Il Partito Democratico deve cambiare oppure morirà. Lei non ha nulla da perdere alle primarie, quindi vincerà. Mentre Giorgia Meloni premier sarà una delusione. Elly Schlein oggi rilascia un’intervista ad Aldo Cazzullo sul Corriere della Sera in cui parla della sua corsa con Bonaccini e della sua piattaforma politica. Ma comincia raccontando da dove provengono il suo nome e il suo cognome: «Elly è un soprannome. Porto i nomi delle due nonne. Purtroppo non le ho mai conosciute, e non volevo far torto a nessuna. La nonna fiorentina, Elena; e la nonna di origine lituana, Ethel». Mentre Schlein è un cognome ebraico: «La versione originaria è Schleyen, semplificata quando il nonno emigrò a New York in cerca di fortuna. Cambiò anche nome: era Herschel, divenne Harry».
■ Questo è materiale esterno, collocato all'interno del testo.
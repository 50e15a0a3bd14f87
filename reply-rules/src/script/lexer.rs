//! # 扫描器
//!
//! 把脚本原文转换为有序的记号流。
//!
//! ## 词法规则
//!
//! - 关键字：`SCENE` `ON_INTENT` `IF` `ELSE` `REPLY` `AND` `OR`（大小写敏感）
//! - 比较运算符：`<=` `>=` `<` `>` `==` `!=`
//! - 标识符：字母（含中文等非拉丁文字）或 `_` 开头，后接字母、数字或 `_`
//! - 数字：`\d+\.?\d*`，转换为 `f64`
//! - 字符串：双引号包围，`\` 转义下一个字符，转义序列不解码
//! - 注释：`#` 到行尾
//!
//! 非法字符只记录诊断并跳过一个字符，扫描器不会因此中止。

use tracing::warn;

use crate::error::LexError;
use crate::script::token::{Span, Token, TokenKind};

/// 扫描结果
#[derive(Debug, Clone, Default, PartialEq)]
pub struct Lexed {
    /// 记号流
    pub tokens: Vec<Token>,
    /// 扫描过程中的诊断
    pub errors: Vec<LexError>,
}

/// 扫描脚本文本
pub fn tokenize(source: &str) -> Lexed {
    let mut scanner = Scanner::new(source);
    scanner.run();
    Lexed {
        tokens: scanner.tokens,
        errors: scanner.errors,
    }
}

struct Scanner<'a> {
    input: &'a str,
    pos: usize,
    line: usize,
    column: usize,
    tokens: Vec<Token>,
    errors: Vec<LexError>,
}

impl<'a> Scanner<'a> {
    fn new(input: &'a str) -> Self {
        Self {
            input,
            pos: 0,
            line: 1,
            column: 1,
            tokens: Vec::new(),
            errors: Vec::new(),
        }
    }

    fn peek_char(&self) -> Option<char> {
        self.input[self.pos..].chars().next()
    }

    fn peek_second(&self) -> Option<char> {
        let mut chars = self.input[self.pos..].chars();
        chars.next();
        chars.next()
    }

    fn consume_char(&mut self) -> Option<char> {
        let c = self.peek_char()?;
        self.pos += c.len_utf8();
        if c == '\n' {
            self.line += 1;
            self.column = 1;
        } else {
            self.column += 1;
        }
        Some(c)
    }

    fn span(&self) -> Span {
        Span::new(self.line, self.column)
    }

    fn push(&mut self, kind: TokenKind, span: Span) {
        self.tokens.push(Token::new(kind, span));
    }

    fn error(&mut self, err: LexError) {
        warn!(line = err.line(), column = err.column(), "{}", err);
        self.errors.push(err);
    }

    fn run(&mut self) {
        while let Some(c) = self.peek_char() {
            let span = self.span();
            match c {
                c if c.is_whitespace() => {
                    self.consume_char();
                }
                '#' => self.skip_comment(),
                '(' => {
                    self.consume_char();
                    self.push(TokenKind::LParen, span);
                }
                ')' => {
                    self.consume_char();
                    self.push(TokenKind::RParen, span);
                }
                '<' | '>' | '=' | '!' => self.scan_operator(c, span),
                '"' => self.scan_string(span),
                c if c.is_ascii_digit() => self.scan_number(span),
                c if c.is_alphabetic() || c == '_' => self.scan_word(span),
                other => {
                    self.consume_char();
                    self.error(LexError::UnexpectedChar {
                        line: span.line,
                        column: span.column,
                        ch: other,
                    });
                }
            }
        }
    }

    fn skip_comment(&mut self) {
        while let Some(c) = self.peek_char() {
            if c == '\n' {
                break;
            }
            self.consume_char();
        }
    }

    fn scan_operator(&mut self, first: char, span: Span) {
        let followed_by_eq = self.peek_second() == Some('=');
        let kind = match (first, followed_by_eq) {
            ('<', true) => Some(TokenKind::Le),
            ('>', true) => Some(TokenKind::Ge),
            ('=', true) => Some(TokenKind::Eq),
            ('!', true) => Some(TokenKind::Ne),
            ('<', false) => Some(TokenKind::Lt),
            ('>', false) => Some(TokenKind::Gt),
            // 单独的 `=` 或 `!` 不是合法记号
            _ => None,
        };

        self.consume_char();
        match kind {
            Some(kind) => {
                if followed_by_eq {
                    self.consume_char();
                }
                self.push(kind, span);
            }
            None => self.error(LexError::UnexpectedChar {
                line: span.line,
                column: span.column,
                ch: first,
            }),
        }
    }

    fn scan_string(&mut self, span: Span) {
        // 先向前查找结束引号，找不到时只跳过开头的引号
        let body_start = self.pos + 1;
        let mut escaped = false;
        let mut end = None;
        for (offset, c) in self.input[body_start..].char_indices() {
            if escaped {
                escaped = false;
            } else if c == '\\' {
                escaped = true;
            } else if c == '"' {
                end = Some(body_start + offset);
                break;
            }
        }

        let Some(end) = end else {
            self.consume_char();
            self.error(LexError::UnterminatedString {
                line: span.line,
                column: span.column,
            });
            return;
        };

        let content = self.input[body_start..end].to_string();
        while self.pos <= end {
            self.consume_char();
        }
        self.push(TokenKind::Str(content), span);
    }

    fn scan_number(&mut self, span: Span) {
        let start = self.pos;
        self.consume_digits();
        if self.peek_char() == Some('.') {
            self.consume_char();
            self.consume_digits();
        }

        let text = &self.input[start..self.pos];
        let value = match text.parse::<f64>() {
            Ok(v) => v,
            Err(_) => {
                let text = text.to_string();
                self.error(LexError::MalformedNumber {
                    line: span.line,
                    column: span.column,
                    text,
                });
                0.0
            }
        };
        self.push(TokenKind::Number(value), span);
    }

    fn consume_digits(&mut self) {
        while let Some(c) = self.peek_char() {
            if !c.is_ascii_digit() {
                break;
            }
            self.consume_char();
        }
    }

    fn scan_word(&mut self, span: Span) {
        let start = self.pos;
        while let Some(c) = self.peek_char() {
            if !(c.is_alphanumeric() || c == '_') {
                break;
            }
            self.consume_char();
        }

        let word = &self.input[start..self.pos];
        let kind = TokenKind::keyword(word).unwrap_or_else(|| TokenKind::Ident(word.to_string()));
        self.push(kind, span);
    }
}
//! # Script 模块
//!
//! 规则脚本的编译前端：扫描、解析与 AST 定义。
//!
//! ## 模块结构
//!
//! - [`token`]：记号定义
//! - [`lexer`]：扫描器
//! - [`ast`]：抽象语法树定义
//! - [`parser`]：递归下降解析器

pub mod ast;
pub mod lexer;
pub mod parser;
pub mod token;

pub use ast::*;
pub use lexer::{Lexed, tokenize};
pub use parser::{ParseReport, Parser, parse_script};
pub use token::{Span, Token, TokenCategory, TokenKind};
L’analisi del voto e il sessismo

Schlein parte dall’analisi del voto del 25 settembre: «La destra non è cresciuta, ha sempre i suoi dodici milioni di elettori; che si sono affidati prima a Berlusconi, poi a Salvini, ora a Meloni. Nonostante siano divisi. Sta a noi fare esplodere quelle contraddizioni». E respinge le accuse sulla nomenklatura Pd che si sarebbe schierata con lei: «Questa è un’affermazione sessista, tipica di una società patriarcale, per cui se una donna si fa strada dev’essere sempre strumento di qualcun altro. Serve una rottura. Una cesura netta con il passato. Preferisco cento volte i dirigenti che hanno capito che o si cambia o si muore, rispetto a quelli che accusano me e fingono di aver passato gli ultimi anni nei campi a raccogliere margherite, anziché nelle stanze dove si sono prese tutte le decisioni del partito, comprese le alleanze».


La vittoria

La candidata è convinta di vincere: «Lo sento. Avverto una mobilitazione incredibile. Lei non ha idea di quanta gente voglia partecipare. Giovani che non avevano mai fatto politica. Anziani che mi dicono “non prendevo la tessera da trent’anni”, quindi non erano mai stati nel Pd». Mentre quella tra diritti civili e questioni sociali «è una falsa contrapposizione, come sanno i giovani che scendono in piazza. Per una persona discriminata è più difficile lavorare e fare impresa. La battaglia contro lo sfruttamento e contro l’emergenza climatica è la stessa. Le vittime sono le fasce povere, su cui pesa di più il caro energia, e i Paesi poveri, che pagano la desertificazione di cui sono i meno responsabili. La battaglia per i diritti e contro il patriarcato è la stessa».

«Sono una nativa democratica»

Infine, la risposta a chi la accusa di essere estranea al Pd: «Sono una nativa democratica. Non ho il privilegio di aver vissuto una delle storie precedenti. Infatti ho nostalgia del tempo che non ho conosciuto. Quella del Pd è stata la mia prima tessera. Ne sono uscita nel 2015, dopo l’abolizione dell’articolo 18, la cosiddetta buona scuola, il patto del Nazareno tra Renzi e Berlusconi, i tre voti di fiducia su una legge elettorale poi dichiarata incostituzionale. Altri sono usciti solo dopo il referendum».